In addition, after entering the third wave of AI, AI focuses on integrating the environment into the model, and its potential to impact synthetic biology has greatly increased.

It is well known that the genotype of an organism is not so much a blueprint for its phenotype but rather the initial conditions of a complex, interconnected, dynamic system. Biologists have spent decades constructing and managing a large set of properties—regulations, correlations, rates of change, and function—that describe this complex, dynamic system. Other resources such as gene networks, known functional associations, protein-protein interactions, protein-metabolite interactions, and knowledge-driven dynamic models of transcription, translation, and interactions provide rich resources for artificial intelligence models.

Model interpretability is also critical for uncovering new design principles.

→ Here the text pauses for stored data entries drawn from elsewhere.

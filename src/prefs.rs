//! Persisted user preferences (currently just the theme).
//!
//! Stored as TOML at `{config_dir}/shinobix/prefs.toml`. Fetched catalog data
//! is never written here.

use crate::theme::Theme;
use anyhow::{Context, Result};
use serde::{Deserialize, Serialize};
use std::path::{Path, PathBuf};

#[derive(Debug, Default, Serialize, Deserialize)]
struct PrefsFile {
    #[serde(default, skip_serializing_if = "Option::is_none")]
    theme: Option<String>,
}

#[derive(Clone, Debug)]
pub struct PrefsStore {
    path: PathBuf,
}

impl PrefsStore {
    pub fn new(path: impl Into<PathBuf>) -> Self {
        Self { path: path.into() }
    }

    /// Platform config location, falling back to the working directory
    pub fn default_path() -> PathBuf {
        dirs::config_dir()
            .unwrap_or_else(|| PathBuf::from("."))
            .join("shinobix")
            .join("prefs.toml")
    }

    pub fn path(&self) -> &Path {
        &self.path
    }

    fn read(&self) -> Result<PrefsFile> {
        if !self.path.exists() {
            return Ok(PrefsFile::default());
        }
        let contents = std::fs::read_to_string(&self.path)
            .with_context(|| format!("Failed to read prefs file: {}", self.path.display()))?;
        toml::from_str(&contents)
            .with_context(|| format!("Failed to parse prefs file: {}", self.path.display()))
    }

    /// Stored theme. Only an explicit `"light"` selects light; anything else,
    /// including an unreadable file, is dark.
    pub fn load_theme(&self) -> Theme {
        match self.read() {
            Ok(prefs) => match prefs.theme.as_deref() {
                Some("light") => Theme::Light,
                _ => Theme::Dark,
            },
            Err(e) => {
                log::warn!("[prefs] {e:#}; using default theme");
                Theme::Dark
            }
        }
    }

    pub fn save_theme(&self, theme: Theme) -> Result<()> {
        let mut prefs = self.read().unwrap_or_default();
        prefs.theme = Some(theme.as_str().to_string());

        if let Some(parent) = self.path.parent() {
            std::fs::create_dir_all(parent)
                .with_context(|| format!("Failed to create {}", parent.display()))?;
        }
        let contents = toml::to_string(&prefs).context("Failed to encode prefs")?;
        std::fs::write(&self.path, contents)
            .with_context(|| format!("Failed to write prefs file: {}", self.path.display()))?;
        log::debug!("[prefs] saved theme={} to {}", theme, self.path.display());
        Ok(())
    }
}
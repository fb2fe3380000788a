//! Heal command - Repair a project until it bundles.

use std::fs;
use std::path::PathBuf;
use std::sync::Arc;

use anyhow::{Context, Result};
use clap::Args;
use tracing::info;

use forge_heal::{FixSource, Healer, PatchOnlyRepairService};

use super::bundle::print_result;
use super::{load_config, load_sources, CommandError};

#[derive(Args)]
pub struct HealArgs {
    /// Project directory to heal
    dir: PathBuf,

    /// Configuration file (defaults to <DIR>/forge.toml)
    #[arg(short, long)]
    config: Option<PathBuf>,

    /// Write patched files back into DIR
    #[arg(short, long)]
    write: bool,

    /// Print the heal report as JSON
    #[arg(long)]
    json: bool,
}

pub async fn execute(args: HealArgs) -> Result<()> {
    let files = load_sources(&args.dir)?;
    let config = load_config(&args.dir, args.config.as_ref())?;
    info!("Healing {} file(s) from {}", files.len(), args.dir.display());

    let healer = Healer::from_config(&config, Arc::new(PatchOnlyRepairService))?;
    let report = healer.heal(files).await?;

    if args.json {
        println!("{}", serde_json::to_string_pretty(&report)?);
    } else {
        println!("🩺 Healing finished after {} round(s)", report.rounds);
        for fix in &report.applied {
            let via = match fix.source {
                FixSource::Patch => "patch",
                FixSource::Repair => "repair",
            };
            println!("   🔧 {} [{}]: {} ({})", fix.target_file, fix.kind, fix.description, via);
        }
        for diagnosis in &report.remaining {
            println!("   ❗ [{}] {}", diagnosis.kind, diagnosis.message);
        }
        print_result(&report.result);
    }

    if args.write {
        for key in &report.modified {
            let path = args.dir.join(key);
            fs::write(&path, &report.files[key]).with_context(|| format!("writing {}", path.display()))?;
            info!("Wrote {}", path.display());
        }
        if !args.json && !report.modified.is_empty() {
            println!("   💾 Updated {} file(s)", report.modified.len());
        }
    }

    if !report.success {
        return Err(CommandError::HealIncomplete(report.remaining.len()).into());
    }
    Ok(())
}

These models give biologists the ability to solve more complex questions about biological systems and build comprehensive, interpretable models to accelerate discovery and research. The growth in knowledge and resources in the field is evident in the number of synthetic biology publications and the commercial opportunities in synthetic biology.

◆AI and its impact on synthetic biology

Compared with the potential of AI in the field of synthetic biology, its impact in the field of synthetic biology is limited.

We have seen successful applications of AI, but it is still limited to specific data sets and research questions. The current challenge for AI in the field remains how general it is to a wider range of applications and other data sets.

Data mining, statistics, and mechanistic modeling are currently the main drivers of computational biology and bioinformatics in the field, but the boundaries between these techniques and artificial intelligence/machine learning are often blurred. For example, clustering is a data mining technique that can identify patterns and structures in gene expression data that can indicate whether engineering modifications lead to toxic outcomes in cells. These clustering techniques can also serve as unsupervised learning models to find structure in unlabeled data sets. These classic technologies and new AI/ML (machine learning) methods under development will play a greater role and impact in the field of synthetic biology in the future, because by then people will become accustomed to larger data sets. Transcriptome data volume is doubling every 7 months, and high-throughput workflows for proteomics and metabolomics are increasingly available.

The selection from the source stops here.